■ **Task to complete**
Please keep to the lines below from the one with "self.config = Some(config);" through the one with "session on it.", and restate them word for word, ends included.

[Source data]
──────────────────────────────
/// Receives the payload of a valid submission.
#[async_trait]
pub trait SubmitHandler: Send + Sync {
    async fn submit(&self, values: &ValueBag) -> anyhow::Result<()>;
}

/// What `submit()` resolves with.
#[derive(Debug, Clone, Serialize)]
#[serde(rename_all = "camelCase")]
pub struct SubmissionResult {
    pub success: bool,
    /// Values of visible, enabled fields only.
    pub values: ValueBag,
    pub errors: HashMap<String, Vec<String>>,
    pub warnings: HashMap<String, Vec<String>>,
    /// Set when the handler itself failed.
    pub failure: Option<String>,
    pub submitted_at: DateTime<Utc>,
}

pub struct FormManagerBuilder {
    config: Option<EngineConfig>,
    handler: Option<Arc<dyn SubmitHandler>>,
    registry: Option<Arc<RuleRegistry>>,
}

impl Default for FormManagerBuilder {
    fn default() -> Self {
        Self::new()
    }
}

impl FormManagerBuilder {
    pub fn new() -> Self {
        Self {
            config: None,
            handler: None,
            registry: None,
        }
    }

    pub fn with_config(mut self, config: EngineConfig) -> Self {
        self.config = Some(config);
        self
    }

    pub fn with_submit_handler(mut self, handler: Arc<dyn SubmitHandler>) -> Self {
        self.handler = Some(handler);
        self
    }

    /// Resolves named rules against `registry` instead of the process-wide one.
    pub fn with_registry(mut self, registry: Arc<RuleRegistry>) -> Self {
        self.registry = Some(registry);
        self
    }

    /// Imports a JSON schema and starts a session on it.
    pub fn build_from_json(self, json: &str) -> Result<FormManager, ImportError> {
        let policy = self.config.as_ref().map(|c| c.cycle_policy).unwrap_or_default();
        let loaded = load_schema_from_str(json, policy)?;
        Ok(self.build(loaded))
    }

    pub fn build(self, loaded: LoadedSchema) -> FormManager {
        let config = self.config.unwrap_or_else(EngineConfig::from_env);
        let registry = self.registry.unwrap_or_else(RuleRegistry::global);
        tracing::debug!(
            rules = ?registry.list_rules(),
            cross_rules = ?registry.list_cross_rules(),
            "Resolving named rules"
        );
        let engine = ValidationEngine::with_registry(config.max_concurrent_async, registry);
        engine.install_schema(&loaded);

        let mut state = FormState::new(&loaded.schema);
        let visibility = loaded.evaluator.recompute_visibility(&state.values);
        state.apply_visibility(&visibility);

        let session_id = Uuid::new_v4();
        tracing::info!(session = %session_id, schema_id = %loaded.schema.id, "Form session started");

        FormManager {
            inner: Arc::new(Inner {
                session_id,
                config,
                loaded: RwLock::new(loaded),
                state: tokio::sync::Mutex::new(state),
                engine,
                tasks: Mutex::new(HashMap::new()),
                handler: self.handler,
            }),
        }
    }
}

struct Inner {
    session_id: Uuid,
    config: EngineConfig,
    loaded: RwLock<LoadedSchema>,
    state: tokio::sync::Mutex<FormState>,
    engine: ValidationEngine,
    tasks: Mutex<HashMap<String, JoinHandle<()>>>,
    handler: Option<Arc<dyn SubmitHandler>>,
}

/// A form session. Cheap to clone; clones share the session.
#[derive(Clone)]
pub struct FormManager {
    inner: Arc<Inner>,
}

impl FormManager {
    pub fn builder() -> FormManagerBuilder {
        FormManagerBuilder::new()
    }

    pub fn session_id(&self) -> Uuid {
        self.inner.session_id
    }

    pub fn config(&self) -> &EngineConfig {
        &self.inner.config
    }

    pub fn schema(&self) -> Arc<FormSchema> {
        self.inner.loaded().schema
    }

    /// The schema's own mode if it sets one, otherwise the configured default.
    pub fn validation_mode(&self) -> ValidationMode {
        self.schema()
            .validation_mode
            .unwrap_or(self.inner.config.validation_mode)
    }

    pub fn engine(&self) -> &ValidationEngine {
        &self.inner.engine
    }

    /// Adds host rules for a field; see [`ValidationEngine::register_rule`].
    pub fn register_rule(&self, field: impl Into<String>, rules: Vec<NamedRule>) {
        self.inner.engine.register_rule(field, rules);
    }

    pub fn register_cross_field_rule(&self, rule: CrossFieldRule) {
        self.inner.engine.register_cross_field_rule(rule);
    }

    /// A copy of the current state.
    pub async fn snapshot(&self) -> FormState {
        self.inner.state.lock().await.clone()
    }

    /// Stores a new value and brings visibility and validation up to date.
    ///
    /// Visibility is recomputed before any validation is scheduled.
    #[tracing::instrument(skip(self, value), fields(session = %self.inner.session_id))]
    pub async fn set_value(&self, name: &str, value: Value) -> Result<(), StateError> {
        let loaded = self.inner.loaded();
        if loaded.schema.field_by_name(name).is_none() {
            return Err(StateError::UnknownField(name.to_string()));
        }
        let mode = self.validation_mode();

        let mut state = self.inner.state.lock().await;

        // 1. Value, optimistic clear, new generation
        let generation = state.record_edit(name, value);

        // 2. Visibility
        let change = self.inner.refresh_visibility(&loaded, &mut state, Some(name));
        self.inner.invalidate(&mut state, &change.deactivated);

        // 3. Validation, scheduled under the state lock so tasks replace each other in order
        if mode == ValidationMode::OnChange && state.is_active(name) {
            self.inner.schedule(name, generation, self.inner.config.debounce());
        }
        for field in &change.activated {
            if field != name && (state.is_touched(field) || state.submitted) {
                self.inner.schedule(field, state.generation(field), Duration::ZERO);
            }
        }
        Ok(())
    }

    /// Marks a field touched. In `OnBlur` mode this validates it.
    #[tracing::instrument(skip(self), fields(session = %self.inner.session_id))]
    pub async fn set_touched(&self, name: &str) -> Result<(), StateError> {
        let loaded = self.inner.loaded();
        if loaded.schema.field_by_name(name).is_none() {
            return Err(StateError::UnknownField(name.to_string()));
        }

        let mut state = self.inner.state.lock().await;
        state.touched.insert(name.to_string(), true);
        if self.validation_mode() == ValidationMode::OnBlur && state.is_active(name) {
            self.inner.schedule(name, state.generation(name), Duration::ZERO);
        }
        Ok(())
    }

    /// Back to defaults. Anything still in flight becomes stale.
    #[tracing::instrument(skip(self), fields(session = %self.inner.session_id))]
    pub async fn reset(&self) {
        self.inner.abort_all();
        let loaded = self.inner.loaded();

        let mut state = self.inner.state.lock().await;
        let previous = std::mem::take(&mut state.generations);
        *state = FormState::new(&loaded.schema);
        for (name, generation) in previous {
            if state.contains(&name) {
                state.generations.insert(name, generation + 1);
            }
        }
        self.inner.refresh_visibility(&loaded, &mut state, None);
        tracing::info!("Form reset");
    }

    /// Cancels pending validation, validates the whole form, and calls the submit
    /// handler when it is valid.
    ///
    /// The state lock is released while validators run, so edits made in the
    /// meantime go through; their fields keep the newer messages.
    #[tracing::instrument(skip(self), fields(session = %self.inner.session_id))]
    pub async fn submit(&self) -> SubmissionResult {
        self.inner.abort_all();
        let loaded = self.inner.loaded();

        // 1. Snapshot under the lock
        let (values, visibility, started) = {
            let mut state = self.inner.state.lock().await;
            state.submitted = true;
            let names: Vec<String> = state.generations.keys().cloned().collect();
            for name in &names {
                state.bump_generation(name);
            }
            (
                Arc::new(state.values.clone()),
                state.visibility(),
                state.generations.clone(),
            )
        };

        // 2. Validate without holding it
        let validation = self
            .inner
            .engine
            .validate_form(&loaded.schema, &visibility, values.clone())
            .await;

        // 3. Apply to fields nobody edited meanwhile
        let payload = {
            let mut state = self.inner.state.lock().await;
            state.apply_form_validation(&validation, &started);
            FormState::active_subset(&values, &visibility)
        };

        let mut result = SubmissionResult {
            success: validation.is_valid,
            values: payload,
            errors: validation.errors,
            warnings: validation.warnings,
            failure: None,
            submitted_at: Utc::now(),
        };

        if !result.success {
            tracing::info!(errors = result.errors.len(), "Submission blocked by validation");
            return result;
        }

        if let Some(handler) = &self.inner.handler
            && let Err(e) = handler.submit(&result.values).await
        {
            tracing::error!(error = %e, "Submit handler failed");
            result.success = false;
            result.failure = Some(e.to_string());
        }
        result
    }

    /// Swaps in a new schema mid-session. On failure nothing changes.
    ///
    /// Values of fields that survive are kept; removed fields are pruned and new
    /// fields start at their defaults.
    #[tracing::instrument(skip(self, json), fields(session = %self.inner.session_id))]
    pub async fn replace_schema(&self, json: &str) -> Result<(), ImportError> {
        let loaded = load_schema_from_str(json, self.inner.config.cycle_policy)?;
        self.inner.engine.install_schema(&loaded);

        self.inner.abort_all();
        let mut state = self.inner.state.lock().await;
        state.prune(&loaded.schema);
        state.add_missing(&loaded.schema);
        let names: Vec<String> = state.generations.keys().cloned().collect();
        for name in &names {
            state.bump_generation(name);
            state.validating.insert(name.clone(), false);
        }
        self.inner.refresh_visibility(&loaded, &mut state, None);

        let keep = loaded.schema.field_names();
        self.inner.engine.retain_fields(|name| keep.iter().any(|k| k == name));
        *self.inner.loaded.write().unwrap_or_else(|e| e.into_inner()) = loaded;
        tracing::info!("Schema replaced");
        Ok(())
    }

    /// Waits until no validation task is in flight.
    pub async fn settle(&self) {
        loop {
            let handles: Vec<JoinHandle<()>> = {
                let mut tasks = self.inner.tasks.lock().unwrap_or_else(|e| e.into_inner());
                tasks.drain().map(|(_, h)| h).collect()
            };
            if handles.is_empty() {
                return;
            }
            join_all(handles).await;
        }
    }
}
──────────────────────────────
■ **Response**
        self.config = Some(config);
        self
    }

    pub fn with_submit_handler(mut self, handler: Arc<dyn SubmitHandler>) -> Self {
        self.handler = Some(handler);
        self
    }

    /// Resolves named rules against `registry` instead of the process-wide one.
    pub fn with_registry(mut self, registry: Arc<RuleRegistry>) -> Self {
        self.registry = Some(registry);
        self
    }

    /// Imports a JSON schema and starts a session on it.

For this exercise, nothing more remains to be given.